As the global limelight fades from President Xi Jinping’s “Belt and Road” summit, the main actors – Chinese state-owned companies – are warning about the political risks they face along the route.
Earlier this month Xi outlined plans to direct as much as 840 billion yuan (USD122 billion) to build roads, railways, ports and pipelines across Asia and beyond, securing China’s central role in world trade. The plan has the country’s state-owned enterprises weighing investments in 65 participant nations, almost two-thirds of which have sovereign debt ratings below investment grade.
“Chinese companies’ risk awareness has grown, but they still lack the ability to discern where to invest or effectively manage overseas risks,” said Yin Yili, a vice president at a unit of China Communications Construction Co., one of the nation’s largest state-owned companies. “Over these past years, we’ve paid a great price and suffered big losses.
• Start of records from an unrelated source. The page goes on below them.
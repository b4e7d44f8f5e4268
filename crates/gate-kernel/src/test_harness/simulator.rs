//! Gate Simulator - seeded multi-session harness for the kernel
//!
//! Drives concurrent sessions against one shared audit log with random
//! evaluations, operator confirmations, consent flows and safe executions.
//! Verdicts are checked against a reference model of the circuit breaker and
//! the audit log is checked against the calls each session made.

use crate::audit::AuditRecord;
use crate::classifier;
use crate::config::GateConfig;
use crate::consent::UserConsent;
use crate::error::{GateError, OperationFailure, RefusalKind};
use crate::gate::{AuthorizationGate, DestructiveOperation, GatedOperation, Operation, SafeOperation};
use crate::kernel::{GateKernel, OperatorChannel};
use crate::types::{Action, ActionCategory, AgentId, RiskTier, SessionId, Verdict};
use async_trait::async_trait;
use rand::{rngs::StdRng, Rng, SeedableRng};
use std::collections::HashMap;
use std::sync::atomic::{AtomicU64, Ordering};
use std::sync::Arc;

#[derive(Debug, Clone)]
pub struct SimulatorConfig {
    /// Base seed; session `i` uses `seed + i`
    pub seed: u64,
    pub sessions: usize,
    pub steps_per_session: u64,
    pub escalation_threshold: u32,
    pub mix: ActionMix,
}

impl Default for SimulatorConfig {
    fn default() -> Self {
        Self {
            seed: 42,
            sessions: 8,
            steps_per_session: 500,
            escalation_threshold: 2,
            mix: ActionMix::default(),
        }
    }
}

/// Probability of each step kind; the remainder goes to safe executions
#[derive(Debug, Clone)]
pub struct ActionMix {
    pub evaluate: f64,
    pub confirm: f64,
    pub consent_flow: f64,
}

impl Default for ActionMix {
    fn default() -> Self {
        Self {
            evaluate: 0.60,
            confirm: 0.10,
            consent_flow: 0.20,
        }
    }
}

#[derive(Debug, Clone)]
pub enum Violation {
    /// Tracker verdict differs from the reference model
    UnexpectedVerdict {
        session: SessionId,
        step: u64,
        category: ActionCategory,
        expected: Verdict,
        actual: Verdict,
    },
    /// Gate call outcome differs from what the session state implies
    UnexpectedOutcome {
        session: SessionId,
        step: u64,
        operation: String,
        expected: String,
        actual: String,
    },
    Invariant(InvariantViolation),
    SessionPanicked { index: usize },
}

#[derive(Debug, Clone)]
pub struct InvariantViolation {
    pub check: InvariantCheck,
    pub details: String,
}

#[derive(Debug, Clone, Copy, PartialEq, Eq)]
pub enum InvariantCheck {
    KilledIsAbsorbing,
    HashChainIsUnbroken,
    SessionSequenceIsContiguous,
    OneAuditEntryPerCall,
    NoSideEffectOnRefusal,
}

#[derive(Debug, Clone, Default)]
pub struct SimulationStats {
    pub evaluations: u64,
    pub confirmations: u64,
    pub executions: u64,
    pub refusals: u64,
    pub verdicts: HashMap<Verdict, u64>,
    pub sessions_killed: usize,
}

impl SimulationStats {
    fn merge(&mut self, other: &SimulationStats) {
        self.evaluations += other.evaluations;
        self.confirmations += other.confirmations;
        self.executions += other.executions;
        self.refusals += other.refusals;
        self.sessions_killed += other.sessions_killed;
        for (verdict, n) in &other.verdicts {
            *self.verdicts.entry(*verdict).or_insert(0) += n;
        }
    }
}

#[derive(Debug, Clone)]
pub struct SimulatorReport {
    pub config: SimulatorConfig,
    pub stats: SimulationStats,
    pub violations: Vec<Violation>,
    pub audit_entries: usize,
}

impl SimulatorReport {
    pub fn passed(&self) -> bool {
        self.violations.is_empty()
    }

    pub fn generate_text(&self) -> String {
        let mut report = String::new();
        report.push_str("=== Gate Simulator Report ===\n\n");
        report.push_str(&format!("Seed: {}\n", self.config.seed));
        report.push_str(&format!("Sessions: {}\n", self.config.sessions));
        report.push_str(&format!("Evaluations: {}\n", self.stats.evaluations));
        report.push_str(&format!("Confirmations: {}\n", self.stats.confirmations));
        report.push_str(&format!("Executions: {}\n", self.stats.executions));
        report.push_str(&format!("Refusals: {}\n", self.stats.refusals));
        report.push_str(&format!("Sessions killed: {}\n", self.stats.sessions_killed));
        report.push_str(&format!("Audit entries: {}\n", self.audit_entries));
        report.push_str(&format!("Violations: {}\n", self.violations.len()));

        if !self.violations.is_empty() {
            report.push_str("\n=== Violations ===\n");
            for (i, v) in self.violations.iter().enumerate() {
                report.push_str(&format!("{}. {:?}\n", i + 1, v));
            }
        }

        report.push_str(&format!(
            "\n=== Result: {} ===\n",
            if self.passed() { "PASS" } else { "FAIL" }
        ));
        report
    }
}

/// Reference circuit breaker the tracker is checked against
#[derive(Debug, Clone, Copy)]
struct ModelSession {
    consecutive: u32,
    killed: bool,
    threshold: u32,
}

impl ModelSession {
    fn step(&mut self, tier: RiskTier) -> Verdict {
        if self.killed {
            return Verdict::Kill;
        }
        match tier {
            RiskTier::Safe => {
                self.consecutive = 0;
                Verdict::Allow
            }
            RiskTier::Elevated => Verdict::Warn,
            RiskTier::Dangerous => {
                self.consecutive += 1;
                if self.consecutive >= self.threshold {
                    self.killed = true;
                    Verdict::Kill
                } else {
                    Verdict::Pause
                }
            }
            RiskTier::Catastrophic => {
                self.killed = true;
                Verdict::Kill
            }
        }
    }

    fn confirm(&mut self) {
        if !self.killed {
            self.consecutive = 0;
        }
    }
}

/// Operation whose body only counts how often it ran
struct SimOperation {
    name: String,
    category: ActionCategory,
    description: String,
    runs: AtomicU64,
}

impl SimOperation {
    fn new(category: ActionCategory) -> Self {
        Self {
            name: format!("{category:?}"),
            category,
            description: format!("simulated {category:?} on sim-repo"),
            runs: AtomicU64::new(0),
        }
    }
}

impl GatedOperation for SimOperation {
    fn name(&self) -> &str {
        &self.name
    }
    fn category(&self) -> ActionCategory {
        self.category
    }
    fn description(&self) -> &str {
        &self.description
    }
}

#[async_trait]
impl SafeOperation for SimOperation {
    async fn execute(&self) -> Result<String, OperationFailure> {
        self.runs.fetch_add(1, Ordering::SeqCst);
        Ok(format!("{} ok", self.name))
    }
}

#[async_trait]
impl DestructiveOperation for SimOperation {
    async fn execute(&self, _consent: &UserConsent) -> Result<String, OperationFailure> {
        self.runs.fetch_add(1, Ordering::SeqCst);
        Ok(format!("{} ok", self.name))
    }
}

struct SessionRun {
    gate: AuthorizationGate,
    operator: OperatorChannel,
    rng: StdRng,
    model: ModelSession,
    mix: ActionMix,
    safe_op: Arc<SimOperation>,
    destructive_ops: Vec<Arc<SimOperation>>,
    calls: u64,
    expected_runs: u64,
    stats: SimulationStats,
    violations: Vec<Violation>,
}

struct SessionOutcome {
    calls: u64,
    stats: SimulationStats,
    violations: Vec<Violation>,
}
We’ve paid a large amount in tuition fees.”
The concerns highlight a major challenge of Xi’s signature trade-and-foreign-policy initiative: Ensuring that state companies don’t become overexposed abroad at a time when they are struggling to shed costs and slash soaring debt loads at home. State-owned companies had already insured more than $400 billion in projects in the four years before Xi’s summit.
Some 71 percent of Chinese companies said political risk topped their concerns about investing abroad, according to a survey of 300 firms published in November by the Center for China and Globalization, a Beijing-based research institution. They cited “policy changes,” “political unrest” and “government expropriation” as top worries.
Yin, who heads the industrial parks department at CCCC’s Industrial Investment Holding Co., said that almost two decades of foreign investment experience hasn’t necessarily translated into enhanced risk-control procedures for Chinese companies. Many still lack vision, negotiation skills and local knowledge, he said, adding that they sometimes assume money can solve all problems.
“A lot of times they only see a bevy of opportunities, but not pitfalls underfoot,” Yin said. “There are more than 200 countries and regions in the world, and not every place is worth investment.”
The Belt and Road route includes volatile areas like Afghanistan and Pakistan, as well as Iraq, Syria and Yemen. African countries including Egypt, Kenya and South Africa are also on the list and scrambling to expand ties with China. Ethiopian Airlines Enterprise on Monday launched its fourth route to the country.
In 2014, protests over China’s oil-exploration in the South China Sea forced electronics maker Midea Group Co. to withdraw investment from neighboring Vietnam, which is part of the Belt and Road Initiative. China’s $1.5 billion Colombo Port City project in Sri Lanka has been dogged by demonstrations and briefly halted in 2015 after a new government pledged to review all deals by the previous Beijing-friendly administration.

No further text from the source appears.